What is the number of lines in these records with "InlineObject" in them? Answer with that number only.
Records for this task Block Start
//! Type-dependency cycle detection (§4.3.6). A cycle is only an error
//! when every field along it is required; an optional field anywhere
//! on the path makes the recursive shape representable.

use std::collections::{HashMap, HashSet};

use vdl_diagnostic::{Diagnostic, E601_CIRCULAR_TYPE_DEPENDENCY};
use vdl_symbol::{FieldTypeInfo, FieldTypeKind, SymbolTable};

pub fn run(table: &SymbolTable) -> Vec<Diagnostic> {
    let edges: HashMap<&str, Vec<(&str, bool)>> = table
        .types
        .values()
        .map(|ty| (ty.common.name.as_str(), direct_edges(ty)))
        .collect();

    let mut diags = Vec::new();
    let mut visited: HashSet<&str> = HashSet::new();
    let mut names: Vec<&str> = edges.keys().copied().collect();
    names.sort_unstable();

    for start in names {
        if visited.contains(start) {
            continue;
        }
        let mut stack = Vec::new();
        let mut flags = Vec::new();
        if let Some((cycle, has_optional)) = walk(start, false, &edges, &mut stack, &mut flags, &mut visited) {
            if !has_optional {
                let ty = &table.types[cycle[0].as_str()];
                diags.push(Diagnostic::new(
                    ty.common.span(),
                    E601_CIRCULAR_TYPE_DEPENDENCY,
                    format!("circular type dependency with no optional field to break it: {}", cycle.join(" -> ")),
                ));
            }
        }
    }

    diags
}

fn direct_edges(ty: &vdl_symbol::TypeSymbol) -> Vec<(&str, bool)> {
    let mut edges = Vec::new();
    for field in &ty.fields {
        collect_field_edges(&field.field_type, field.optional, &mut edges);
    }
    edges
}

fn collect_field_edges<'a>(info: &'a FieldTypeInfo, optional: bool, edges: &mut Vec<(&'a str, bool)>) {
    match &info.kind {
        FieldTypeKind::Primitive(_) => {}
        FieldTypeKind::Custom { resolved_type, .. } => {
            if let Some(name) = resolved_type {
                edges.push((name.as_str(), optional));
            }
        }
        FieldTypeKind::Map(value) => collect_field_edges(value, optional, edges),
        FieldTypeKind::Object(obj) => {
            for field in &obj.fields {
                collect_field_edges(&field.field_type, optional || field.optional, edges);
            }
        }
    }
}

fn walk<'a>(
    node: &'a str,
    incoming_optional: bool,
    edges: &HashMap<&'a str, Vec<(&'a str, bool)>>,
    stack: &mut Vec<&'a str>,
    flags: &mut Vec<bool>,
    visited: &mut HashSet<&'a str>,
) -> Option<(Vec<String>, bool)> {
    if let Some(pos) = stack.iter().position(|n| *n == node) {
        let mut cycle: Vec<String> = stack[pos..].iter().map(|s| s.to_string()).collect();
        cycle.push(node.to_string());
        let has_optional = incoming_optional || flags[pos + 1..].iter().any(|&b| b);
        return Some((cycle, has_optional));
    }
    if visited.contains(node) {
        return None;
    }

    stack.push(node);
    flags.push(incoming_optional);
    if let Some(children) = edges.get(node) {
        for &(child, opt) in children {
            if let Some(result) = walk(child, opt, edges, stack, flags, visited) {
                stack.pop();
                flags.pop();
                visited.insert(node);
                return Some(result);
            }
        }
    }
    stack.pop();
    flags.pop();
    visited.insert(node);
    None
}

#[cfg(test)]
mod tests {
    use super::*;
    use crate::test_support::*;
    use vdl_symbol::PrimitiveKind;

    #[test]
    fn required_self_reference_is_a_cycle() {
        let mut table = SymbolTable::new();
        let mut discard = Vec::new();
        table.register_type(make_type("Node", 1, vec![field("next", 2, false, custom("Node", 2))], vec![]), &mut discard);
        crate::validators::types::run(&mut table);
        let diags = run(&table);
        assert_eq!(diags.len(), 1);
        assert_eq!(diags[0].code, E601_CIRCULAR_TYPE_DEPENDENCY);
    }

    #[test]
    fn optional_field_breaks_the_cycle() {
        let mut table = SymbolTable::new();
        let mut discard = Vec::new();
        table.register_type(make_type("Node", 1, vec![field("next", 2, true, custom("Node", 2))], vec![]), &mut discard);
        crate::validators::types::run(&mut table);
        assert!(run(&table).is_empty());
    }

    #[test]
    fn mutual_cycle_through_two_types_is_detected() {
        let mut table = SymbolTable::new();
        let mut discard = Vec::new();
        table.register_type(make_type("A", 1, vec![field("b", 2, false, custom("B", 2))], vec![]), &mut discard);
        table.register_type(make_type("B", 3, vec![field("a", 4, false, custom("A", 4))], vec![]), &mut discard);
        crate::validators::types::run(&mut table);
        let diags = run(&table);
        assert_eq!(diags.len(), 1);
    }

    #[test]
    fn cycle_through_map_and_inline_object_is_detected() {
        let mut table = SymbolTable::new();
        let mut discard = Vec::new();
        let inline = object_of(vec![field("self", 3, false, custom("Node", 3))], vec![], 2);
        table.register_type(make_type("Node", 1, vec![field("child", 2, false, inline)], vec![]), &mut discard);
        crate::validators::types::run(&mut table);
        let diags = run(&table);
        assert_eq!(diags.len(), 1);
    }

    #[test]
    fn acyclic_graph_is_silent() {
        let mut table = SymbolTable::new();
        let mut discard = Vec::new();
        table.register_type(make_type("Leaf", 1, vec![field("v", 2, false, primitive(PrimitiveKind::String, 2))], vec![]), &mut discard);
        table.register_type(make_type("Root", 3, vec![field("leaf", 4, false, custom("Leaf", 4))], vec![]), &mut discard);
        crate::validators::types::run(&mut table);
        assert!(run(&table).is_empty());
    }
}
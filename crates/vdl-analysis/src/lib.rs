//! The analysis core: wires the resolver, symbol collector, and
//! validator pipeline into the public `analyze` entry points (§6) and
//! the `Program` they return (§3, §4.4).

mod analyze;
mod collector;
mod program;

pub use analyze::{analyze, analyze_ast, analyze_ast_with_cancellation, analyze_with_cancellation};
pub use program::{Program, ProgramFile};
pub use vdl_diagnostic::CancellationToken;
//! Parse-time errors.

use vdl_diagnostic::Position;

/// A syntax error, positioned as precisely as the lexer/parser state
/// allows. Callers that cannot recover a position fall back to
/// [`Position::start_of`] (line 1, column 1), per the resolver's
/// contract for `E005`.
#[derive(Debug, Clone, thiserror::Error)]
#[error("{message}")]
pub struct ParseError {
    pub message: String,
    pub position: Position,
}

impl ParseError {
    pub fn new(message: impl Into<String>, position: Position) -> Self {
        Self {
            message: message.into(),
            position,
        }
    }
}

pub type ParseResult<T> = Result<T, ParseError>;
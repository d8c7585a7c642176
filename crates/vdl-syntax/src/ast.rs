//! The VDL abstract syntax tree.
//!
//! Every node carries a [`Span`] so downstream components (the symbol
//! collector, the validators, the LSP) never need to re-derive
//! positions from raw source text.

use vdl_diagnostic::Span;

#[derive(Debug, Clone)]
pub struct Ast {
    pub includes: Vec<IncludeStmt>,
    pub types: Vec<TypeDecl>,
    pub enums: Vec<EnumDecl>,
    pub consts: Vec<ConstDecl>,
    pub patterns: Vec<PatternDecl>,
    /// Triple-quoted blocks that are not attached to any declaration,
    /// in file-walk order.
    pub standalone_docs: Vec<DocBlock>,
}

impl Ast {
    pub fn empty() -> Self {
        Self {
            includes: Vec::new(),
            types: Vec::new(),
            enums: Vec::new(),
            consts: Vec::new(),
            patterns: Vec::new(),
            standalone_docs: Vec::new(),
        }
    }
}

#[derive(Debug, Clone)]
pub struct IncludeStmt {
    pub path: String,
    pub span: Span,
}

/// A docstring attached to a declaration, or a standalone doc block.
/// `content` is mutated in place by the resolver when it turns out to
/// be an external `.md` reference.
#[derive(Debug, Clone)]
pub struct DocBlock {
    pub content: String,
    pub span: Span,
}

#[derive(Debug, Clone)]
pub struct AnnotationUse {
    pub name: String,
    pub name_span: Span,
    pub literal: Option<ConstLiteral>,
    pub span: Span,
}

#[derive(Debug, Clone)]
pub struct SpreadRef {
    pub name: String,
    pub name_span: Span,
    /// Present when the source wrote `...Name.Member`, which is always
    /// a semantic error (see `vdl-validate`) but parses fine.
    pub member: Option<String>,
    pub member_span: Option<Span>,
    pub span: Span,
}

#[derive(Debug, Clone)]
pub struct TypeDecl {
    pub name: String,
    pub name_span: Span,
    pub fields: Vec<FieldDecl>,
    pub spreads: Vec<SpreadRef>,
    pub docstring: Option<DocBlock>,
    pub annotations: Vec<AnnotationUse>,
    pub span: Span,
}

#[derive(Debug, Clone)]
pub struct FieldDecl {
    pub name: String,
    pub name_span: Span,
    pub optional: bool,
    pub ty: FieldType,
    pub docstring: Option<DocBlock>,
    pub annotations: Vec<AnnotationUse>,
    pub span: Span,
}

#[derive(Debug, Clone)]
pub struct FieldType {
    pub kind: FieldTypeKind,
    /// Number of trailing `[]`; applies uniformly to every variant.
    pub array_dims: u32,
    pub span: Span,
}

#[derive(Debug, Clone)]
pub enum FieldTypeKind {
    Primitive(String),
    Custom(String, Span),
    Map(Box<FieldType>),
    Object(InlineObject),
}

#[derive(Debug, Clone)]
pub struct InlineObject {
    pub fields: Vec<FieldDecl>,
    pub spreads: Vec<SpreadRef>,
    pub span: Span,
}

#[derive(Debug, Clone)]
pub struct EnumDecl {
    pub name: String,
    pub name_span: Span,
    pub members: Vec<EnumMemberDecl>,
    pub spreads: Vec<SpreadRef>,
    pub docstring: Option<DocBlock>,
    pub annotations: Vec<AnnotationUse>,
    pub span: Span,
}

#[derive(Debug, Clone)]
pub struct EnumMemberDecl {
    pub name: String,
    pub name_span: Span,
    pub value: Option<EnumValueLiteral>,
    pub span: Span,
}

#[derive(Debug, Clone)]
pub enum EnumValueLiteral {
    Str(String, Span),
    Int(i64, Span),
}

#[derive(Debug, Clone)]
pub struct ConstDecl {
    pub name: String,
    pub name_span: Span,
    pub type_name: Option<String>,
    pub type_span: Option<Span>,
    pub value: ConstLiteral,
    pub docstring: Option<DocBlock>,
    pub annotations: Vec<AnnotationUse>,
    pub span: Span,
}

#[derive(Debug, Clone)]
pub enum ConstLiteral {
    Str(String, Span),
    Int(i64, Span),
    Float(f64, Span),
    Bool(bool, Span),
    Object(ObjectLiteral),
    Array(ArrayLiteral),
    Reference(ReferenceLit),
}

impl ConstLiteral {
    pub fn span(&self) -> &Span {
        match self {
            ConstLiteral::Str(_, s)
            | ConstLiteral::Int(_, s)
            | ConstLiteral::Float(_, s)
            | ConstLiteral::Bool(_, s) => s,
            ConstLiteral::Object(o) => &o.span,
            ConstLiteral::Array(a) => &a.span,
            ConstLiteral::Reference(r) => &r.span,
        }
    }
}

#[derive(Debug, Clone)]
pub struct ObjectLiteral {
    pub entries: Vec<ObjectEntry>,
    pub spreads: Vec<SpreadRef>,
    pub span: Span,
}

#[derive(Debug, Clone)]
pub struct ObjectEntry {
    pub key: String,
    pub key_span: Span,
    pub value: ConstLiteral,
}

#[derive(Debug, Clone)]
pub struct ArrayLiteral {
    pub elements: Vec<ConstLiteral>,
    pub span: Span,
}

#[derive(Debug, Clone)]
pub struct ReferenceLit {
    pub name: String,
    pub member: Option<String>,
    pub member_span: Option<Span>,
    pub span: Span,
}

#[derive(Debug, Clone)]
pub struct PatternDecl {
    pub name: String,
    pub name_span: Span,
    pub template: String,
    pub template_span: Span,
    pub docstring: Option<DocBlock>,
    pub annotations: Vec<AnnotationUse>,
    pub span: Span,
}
Records for this task Block End
▶ [Response to the task]:
2